Monday 18 January 2021

The Damned Busters


Matthew Hughes The Damned Busters (2011)
I've been reasonably knocked out by Hughes' pseudo-Rennaissance Raffalon stories in Fantasy & Science Fiction, and enough so as to find his name imprinted on my admittedly short mental list of authors whose work I look out for when in Half Price - Murray Leinster, Katherine MacLean, Moorcock, Robert Moore Williams, and those six A. E. van Vogt novels that I still haven't read; and so it was that I came to The Damned Busters, which is actually the first part of a trilogy in an approximately contemporary setting; so it wasn't quite the Hughes I was looking for, or at least which I expected to find, but it seemed worth a go.

The Damned Busters is, of all things, a superhero novel, sort of, although you could probably call it urban fantasy if you felt so inclined. Our guy acquires his powers when accidentally summoning a demon and inadvertently driving all the minions of hell to industrial action, resulting in a period of nothing bad happening anywhere on Earth, which turns out to be disastrous; and the aforementioned powers come as part of the settlement deal. Thus does he embark upon a career fighting crime, inspired by a favourite comic book - naturally - and thus does his life become greatly more complicated than he could have anticipated.

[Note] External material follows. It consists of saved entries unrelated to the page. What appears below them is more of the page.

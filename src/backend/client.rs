//! HTTP client for the search and detail endpoints.

use crate::backend::fetch::GeoFetcher;
use crate::core::config::SearchViewOptions;
use crate::data::geojson::FeatureCollection;
use crate::view::foldout::FoldoutConfig;
use crate::Result;
use async_trait::async_trait;
use lru::LruCache;
use std::num::NonZeroUsize;
use std::sync::Mutex;

const FOLDOUT_CACHE_SIZE: usize = 64;

/// Client for the read-only search backend
pub struct SearchClient {
    http: reqwest::Client,
    options: SearchViewOptions,
    /// Foldout markup cache keyed by document id
    foldout_cache: Mutex<LruCache<String, String>>,
}

impl SearchClient {
    pub fn new(options: SearchViewOptions) -> Self {
        Self {
            http: reqwest::Client::new(),
            options,
            foldout_cache: Mutex::new(LruCache::new(
                NonZeroUsize::new(FOLDOUT_CACHE_SIZE).unwrap(),
            )),
        }
    }

    pub fn options(&self) -> &SearchViewOptions {
        &self.options
    }

    /// Builds the geo query URL for a factor and an encoded query string
    pub fn geojson_url(&self, factor: f64, query_string: &str) -> String {
        let mut url = format!(
            "{}?format=geojson&cluster.factor={}",
            self.options.search_endpoint, factor
        );
        if !query_string.is_empty() {
            url.push('&');
            url.push_str(query_string);
        }
        url
    }

    /// URL of the detail-resolution endpoint for one document
    pub fn resolve_url(&self, doc_type: &str, doc_id: &str) -> String {
        format!(
            "{}/{}/{}",
            self.options.resolve_endpoint.trim_end_matches('/'),
            doc_type,
            doc_id
        )
    }

    /// Fetches and parses the GeoJSON result set for one refresh
    pub async fn search_geojson(
        &self,
        factor: f64,
        query_string: &str,
    ) -> Result<FeatureCollection> {
        let url = self.geojson_url(factor, query_string);
        if self.options.log_fetches {
            log::debug!("fetching geo results: {}", url);
        }
        let body = self
            .http
            .get(&url)
            .send()
            .await
            .map_err(crate::Error::Network)?
            .text()
            .await
            .map_err(crate::Error::Network)?;

        FeatureCollection::from_str(&body)
    }

    /// Fetches one result's representation for popup display
    pub async fn resolve_detail(&self, doc_type: &str, doc_id: &str) -> Result<String> {
        let url = self.resolve_url(doc_type, doc_id);
        let body = self
            .http
            .get(&url)
            .send()
            .await
            .map_err(crate::Error::Network)?
            .text()
            .await
            .map_err(crate::Error::Network)?;
        Ok(body)
    }

    /// Fetches foldout markup for a document, serving repeats from the cache
    pub async fn detail_html(&self, doc_id: &str) -> Result<String> {
        if let Ok(mut cache) = self.foldout_cache.lock() {
            if let Some(html) = cache.get(doc_id) {
                return Ok(html.clone());
            }
        }

        let foldout =
            FoldoutConfig::new(self.options.language.clone(), self.options.foldout_cols);
        let url = foldout.url_for(doc_id);
        let body = self
            .http
            .get(&url)
            .send()
            .await
            .map_err(crate::Error::Network)?
            .text()
            .await
            .map_err(crate::Error::Network)?;

        if let Ok(mut cache) = self.foldout_cache.lock() {
            cache.put(doc_id.to_string(), body.clone());
        }
        Ok(body)
    }
}

#[async_trait]
impl GeoFetcher for SearchClient {
    async fn fetch(&self, factor: f64, query_string: &str) -> Result<FeatureCollection> {
        self.search_geojson(factor, query_string).await
    }
}

#[cfg(test)]
mod tests {
    use super::*;

    #[test]
    fn test_geojson_url() {
        let client = SearchClient::new(SearchViewOptions::default());
        assert_eq!(
            client.geojson_url(0.7, "q=windmill"),
            "/search/?format=geojson&cluster.factor=0.7&q=windmill"
        );
        assert_eq!(
            client.geojson_url(1.0, ""),
            "/search/?format=geojson&cluster.factor=1"
        );
    }

    #[test]
    fn test_resolve_url() {
        let client = SearchClient::new(SearchViewOptions::default());
        assert_eq!(
            client.resolve_url("record", "dcn_archive_12"),
            "/resolve/record/dcn_archive_12"
        );
    }
}
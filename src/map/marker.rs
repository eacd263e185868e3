//! Individual and aggregated markers on the geo view.

use crate::cluster::factor::ClusterBucket;
use crate::core::geo::LatLng;
use serde::{Deserialize, Serialize};

/// One individual result point
#[derive(Debug, Clone, PartialEq, Serialize, Deserialize)]
pub struct Marker {
    pub position: LatLng,
    pub doc_id: String,
    pub doc_type: String,
    /// Popup markup, when popups are enabled
    pub popup: Option<String>,
}

impl Marker {
    pub fn new(position: LatLng, doc_id: impl Into<String>, doc_type: impl Into<String>) -> Self {
        Self {
            position,
            doc_id: doc_id.into(),
            doc_type: doc_type.into(),
            popup: None,
        }
    }

    pub fn with_popup(mut self, popup: impl Into<String>) -> Self {
        self.popup = Some(popup.into());
        self
    }

    /// URL of the detail-resolution endpoint for this document
    pub fn resolve_url(&self, base: &str) -> String {
        format!("{}/{}/{}", base.trim_end_matches('/'), self.doc_type, self.doc_id)
    }

    /// Human-readable title for the popup: one leading `dcn_` prefix
    /// stripped, underscores replaced by spaces.
    pub fn display_title(&self) -> String {
        let stripped = self.doc_id.strip_prefix("dcn_").unwrap_or(&self.doc_id);
        stripped.replace('_', " ")
    }
}

/// One aggregated cluster of result points
#[derive(Debug, Clone, PartialEq)]
pub struct ClusterMarker {
    pub position: LatLng,
    pub count: u64,
    pub bucket: ClusterBucket,
}

impl ClusterMarker {
    pub fn new(position: LatLng, count: u64) -> Self {
        Self {
            position,
            count,
            bucket: ClusterBucket::for_count(count),
        }
    }

    /// The text shown inside the marker icon
    pub fn label(&self) -> String {
        self.count.to_string()
    }
}
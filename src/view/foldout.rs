//! Endpoint and layout configuration for the result foldout panel.

/// Where and how the foldout detail panel loads its content
#[derive(Debug, Clone, PartialEq)]
pub struct FoldoutConfig {
    /// Optional language segment prefixed to the endpoint
    pub language: Option<String>,
    /// Number of grid columns the foldout spans
    pub cols: u32,
}

impl Default for FoldoutConfig {
    fn default() -> Self {
        Self {
            language: None,
            cols: 4,
        }
    }
}

impl FoldoutConfig {
    pub fn new(language: Option<String>, cols: u32) -> Self {
        Self { language, cols }
    }

    /// The foldout endpoint, with the language segment when configured
    pub fn endpoint(&self) -> String {
        match &self.language {
            Some(language) => format!("/{}/detail/foldout/", language),
            None => "/detail/foldout/".to_string(),
        }
    }

    /// Full URL for one document's foldout content
    pub fn url_for(&self, doc_id: &str) -> String {
        format!("{}{}?cols={}", self.endpoint(), doc_id, self.cols)
    }
}

#[cfg(test)]
mod tests {
    use super::*;

    #[test]
    fn test_endpoint_without_language() {
        let config = FoldoutConfig::default();
        assert_eq!(config.endpoint(), "/detail/foldout/");
        assert_eq!(config.cols, 4);
    }

    #[test]
    fn test_endpoint_with_language() {
        let config = FoldoutConfig::new(Some("nl".to_string()), 4);
        assert_eq!(config.endpoint(), "/nl/detail/foldout/");
    }

    #[test]
    fn test_url_for_document() {
        let config = FoldoutConfig::new(None, 6);
        assert_eq!(
            config.url_for("dcn_archive_1234"),
            "/detail/foldout/dcn_archive_1234?cols=6"
        );
    }
}
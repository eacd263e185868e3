pub mod factor;

pub use factor::{factor_for_span, ClusterBucket, FACTOR_TABLE, MIN_FACTOR};
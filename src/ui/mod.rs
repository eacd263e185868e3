pub mod panel;
pub mod popup;
pub mod tabs;
pub mod tags;

pub use panel::PanelUi;
pub use popup::{Popup, PopupManager, PopupStyle};
pub use tabs::TabsUi;
pub use tags::TagsUi;
//! The slide-out side panel and its toggle button.

use crate::events::KeyCode;
use crate::view::panel::SidePanel;
use egui::Ui;

/// Renders the side panel toggle and contents
#[derive(Debug, Default)]
pub struct PanelUi;

impl PanelUi {
    pub fn new() -> Self {
        Self
    }

    /// Renders the toggle button and wires Escape; returns whether the
    /// open state changed this frame.
    pub fn show(
        &self,
        ui: &mut Ui,
        panel: &mut SidePanel,
        add_contents: impl FnOnce(&mut Ui),
    ) -> bool {
        let mut changed = false;

        if ui.button("Facets").clicked() {
            panel.toggle();
            changed = true;
        }

        if ui.input(|i| i.key_released(egui::Key::Escape)) && panel.handle_key(KeyCode::Escape) {
            changed = true;
        }

        if panel.open {
            egui::SidePanel::right("search-side-panel")
                .resizable(false)
                .show(ui.ctx(), |ui| {
                    add_contents(ui);
                });
        }

        changed
    }
}
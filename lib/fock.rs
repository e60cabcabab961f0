//! Occupation-number (Fock) states for a fixed number of modes and photons:
//! canonical enumeration, dense integer indexing, and the binomial-coefficient
//! cache backing both.
//!
//! States with `m` modes and `p` photons are enumerated in **descending
//! lexicographic order** of their occupation tuples: `[p, 0, …, 0]` comes
//! first and `[0, …, 0, p]` last. This order is fixed; every amplitude tensor
//! produced by [`crate::phi`] is indexed by it, and the combinatorial
//! ranking/unranking here round-trips with it exactly.

use std::sync::RwLock;
use rustc_hash::FxHashMap;
use crate::{ BosonicError, BosonicResult };

/// Thread-safe memoized table of binomial coefficients.
///
/// Values are immutable facts, so the table only ever grows; concurrent
/// lookups that race on the same entry at worst recompute it.
#[derive(Debug, Default)]
pub struct BinomCache {
    table: RwLock<FxHashMap<(u32, u32), u128>>,
}

impl BinomCache {
    /// Create a new, empty cache.
    pub fn new() -> Self { Self::default() }

    /// Binomial coefficient `n` choose `k`; `0` when `k > n`.
    ///
    /// (Negative `k` is unrepresentable in this API; the zero convention for
    /// it is inherited by construction.) Evaluation uses the exact stepwise
    /// multiplicative formula in `u128`, which cannot overflow for any
    /// realistic mode/photon count.
    pub fn binom(&self, n: u32, k: u32) -> u128 {
        if k > n { return 0; }
        let k = k.min(n - k);
        if k == 0 { return 1; }
        if let Some(c) = self.table.read().unwrap().get(&(n, k)) {
            return *c;
        }
        let mut c: u128 = 1;
        for j in 0..u128::from(k) {
            // exact: c * (n - j) is always divisible by j + 1 here
            c = c * (u128::from(n) - j) / (j + 1);
        }
        self.table.write().unwrap().insert((n, k), c);
        c
    }

    /// Number of entries currently memoized.
    pub fn len(&self) -> usize { self.table.read().unwrap().len() }

    /// Return `true` if nothing has been memoized yet.
    pub fn is_empty(&self) -> bool { self.len() == 0 }
}

/// Number of occupation states of `photons` photons in `modes` modes,
/// `C(modes + photons - 1, photons)`.
///
/// Fails if `modes == 0`.
pub fn basis_size(cache: &BinomCache, modes: usize, photons: usize)
    -> BosonicResult<usize>
{
    if modes == 0 {
        return Err(BosonicError::InvalidState {
            reason: "basis requires at least one mode".into(),
        });
    }
    Ok(cache.binom((modes + photons - 1) as u32, photons as u32) as usize)
}

/// Iterator over all occupation states of a fixed `(modes, photons)` pair in
/// canonical (descending lexicographic) order.
///
/// See [`fock_basis`].
#[derive(Clone, Debug)]
pub struct FockBasis {
    state: Option<Vec<usize>>,
}

impl Iterator for FockBasis {
    type Item = Vec<usize>;

    fn next(&mut self) -> Option<Self::Item> {
        let cur = self.state.take()?;
        self.state = next_state(&cur);
        Some(cur)
    }
}

impl std::iter::FusedIterator for FockBasis { }

/// Successor of `state` in descending lexicographic order: decrement the last
/// movable occupation and collect everything to its right one slot further
/// along.
fn next_state(state: &[usize]) -> Option<Vec<usize>> {
    let m = state.len();
    let i = (0..m - 1).rev().find(|i| state[*i] > 0)?;
    let tail: usize = state[i + 1..].iter().sum();
    let mut next = state.to_vec();
    next[i] -= 1;
    next[i + 1..].iter_mut().for_each(|n| { *n = 0; });
    next[i + 1] = tail + 1;
    Some(next)
}

/// Enumerate every occupation state of `photons` photons in `modes` modes, in
/// canonical order.
///
/// The enumeration is deterministic and identical across runs; it defines the
/// index space used by [`fock_to_idx`]/[`idx_to_fock`] and by all amplitude
/// tensors. An empty iterator is returned for `modes == 0`.
pub fn fock_basis(modes: usize, photons: usize) -> FockBasis {
    if modes == 0 { return FockBasis { state: None }; }
    let mut first = vec![0; modes];
    first[0] = photons;
    FockBasis { state: Some(first) }
}

/// Map an occupation state to its dense index within the canonical
/// enumeration of all states with the same mode count and photon total.
///
/// Fails if `state` is empty.
pub fn fock_to_idx(cache: &BinomCache, state: &[usize])
    -> BosonicResult<usize>
{
    if state.is_empty() {
        return Err(BosonicError::InvalidState {
            reason: "occupation state has no modes".into(),
        });
    }
    let mut p: usize = state.iter().sum();
    let mut idx: usize = 0;
    let mut m = state.len();
    for &n in state {
        // everything with a larger occupation at this position comes first
        if p > n {
            idx += cache.binom((m + p - n - 2) as u32, (p - n - 1) as u32)
                as usize;
        }
        p -= n;
        m -= 1;
    }
    Ok(idx)
}

/// Inverse of [`fock_to_idx`]: recover the occupation state at a given dense
/// index.
///
/// Fails if `modes == 0` or `idx` is out of range for `(modes, photons)`.
pub fn idx_to_fock(
    cache: &BinomCache,
    modes: usize,
    photons: usize,
    idx: usize,
) -> BosonicResult<Vec<usize>>
{
    let size = basis_size(cache, modes, photons)?;
    if idx >= size {
        return Err(BosonicError::InvalidState {
            reason: format!(
                "index {} out of range for {} modes, {} photons ({} states)",
                idx, modes, photons, size,
            ),
        });
    }
    let mut state = vec![0; modes];
    let mut p = photons;
    let mut rem = idx;
    for i in 0..modes {
        let m = modes - i;
        if m == 1 {
            state[i] = p;
            break;
        }
        let mut n = p;
        loop {
            // states with occupation exactly n here: p - n photons in the
            // remaining m - 1 modes
            let block
                = cache.binom((m + p - n - 2) as u32, (p - n) as u32)
                as usize;
            if rem < block {
                state[i] = n;
                p -= n;
                break;
            }
            rem -= block;
            n -= 1;
        }
    }
    Ok(state)
}

/// Check that `state` belongs to the occupation space of `photons` photons
/// in `modes` modes: exactly `modes` entries summing to `photons`.
///
/// Useful at the boundary when assembling state lists for a fixed amplitude
/// tensor; [`fock_to_idx`] itself infers the photon total from the state.
pub fn validate_state(state: &[usize], modes: usize, photons: usize)
    -> BosonicResult<()>
{
    if state.len() != modes {
        return Err(BosonicError::InvalidState {
            reason: format!(
                "state has {} modes, expected {}", state.len(), modes),
        });
    }
    let total: usize = state.iter().sum();
    if total != photons {
        return Err(BosonicError::InvalidState {
            reason: format!(
                "state holds {} photons, expected {}", total, photons),
        });
    }
    Ok(())
}

#[cfg(test)]
mod test {
    use super::*;

    #[test]
    fn binom_values() {
        let cache = BinomCache::new();
        assert_eq!(cache.binom(0, 0), 1);
        assert_eq!(cache.binom(5, 2), 10);
        assert_eq!(cache.binom(5, 6), 0);
        assert_eq!(cache.binom(60, 30), 118264581564861424);
        // memoized on repeat
        assert_eq!(cache.binom(5, 2), 10);
        assert!(!cache.is_empty());
    }

    #[test]
    fn basis_order() {
        let basis: Vec<Vec<usize>> = fock_basis(3, 2).collect();
        let expected: Vec<Vec<usize>> = vec![
            vec![2, 0, 0],
            vec![1, 1, 0],
            vec![1, 0, 1],
            vec![0, 2, 0],
            vec![0, 1, 1],
            vec![0, 0, 2],
        ];
        assert_eq!(basis, expected);
    }

    #[test]
    fn basis_sizes() {
        let cache = BinomCache::new();
        for modes in 1..6 {
            for photons in 0..5 {
                let n = basis_size(&cache, modes, photons).unwrap();
                assert_eq!(fock_basis(modes, photons).count(), n);
            }
        }
    }

    #[test]
    fn roundtrip() {
        let cache = BinomCache::new();
        for modes in 1..6 {
            for photons in 0..5 {
                for (k, state) in fock_basis(modes, photons).enumerate() {
                    assert_eq!(fock_to_idx(&cache, &state).unwrap(), k);
                    assert_eq!(
                        idx_to_fock(&cache, modes, photons, k).unwrap(),
                        state,
                    );
                }
            }
        }
    }

    #[test]
    fn invalid_inputs() {
        let cache = BinomCache::new();
        assert!(basis_size(&cache, 0, 2).is_err());
        assert!(fock_to_idx(&cache, &[]).is_err());
        assert!(idx_to_fock(&cache, 2, 2, 3).is_err());
        assert!(validate_state(&[1, 0], 3, 1).is_err());
        assert!(validate_state(&[1, 1], 2, 1).is_err());
        assert!(validate_state(&[1, 1], 2, 2).is_ok());
    }
}
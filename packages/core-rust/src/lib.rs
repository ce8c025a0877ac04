//! `HealthInsure` core: domain model, money, monotonic clock, and the
//! collaborator contracts consumed by the back-office orchestration layer.

pub mod clock;
pub mod model;
pub mod traits;
pub mod types;

pub use clock::{date_from_millis, ClockSource, ManualClock, MonotonicClock, SystemClock, Timestamp};
pub use model::{
    Actor, AuditEntry, Campaign, CampaignChannel, Claim, ClaimStatus, Inquiry, InquiryStatus,
    NewCampaign, NewClaim, NewInquiry, NewPayment, NewPolicy, Payment, PaymentStatus, Policy,
    PolicyOffer, PolicyStatus, Role,
};
pub use traits::{
    ActorStore, AuditLog, CampaignStore, ClaimStore, InquiryStore, Notifier, PaymentStore,
    PolicyStore, ReportRenderer,
};
pub use types::{
    ActorId, CampaignId, ClaimId, InquiryId, Money, PaymentId, PolicyId, PolicyOfferId, Value,
};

It's an odd book in that it reads nothing like you would expect from the description, or how you might imagine superhero prose fiction would read for that matter. Our man is a high-functioning autistic and might therefore be described as tightly wound - which hopefully isn't too insulting to anyone - and although the story isn't directly told from his perspective, his somewhat analytical tone informs the narrative, lending everything an unusually even pace. This apparently put some readers off, but I personally found it quite refreshing to read this kind of story without having to wade through the sort of overwritten gothic melodrama which may as well have been Bauhaus lyrics. It also helps that Hughes is witty without feeling the need to crack jokes all the time, so The Damned Busters feels like a distant relative of Pratchett, albeit with aesthetic parallels to certain Vertigo comics from the nineties. Most surprising of all are interludes of philosophical debate on the nature of morality - amongst other ideas pertaining to the field of sin and punishment - with some depth, or what felt like some depth to me - certainly very satisfying and without assuming the reader needs everything spelled out in primary colours. I'm looking at you, John Bunyan.

If I have a complaint, it's probably that the book could have been a little shorter; but The Damned Busters was otherwise highly satisfying, quietly impressive, and I'm now particularly looking forward to the Raffalon book which Mrs. Pamphlets gave me for Christmas.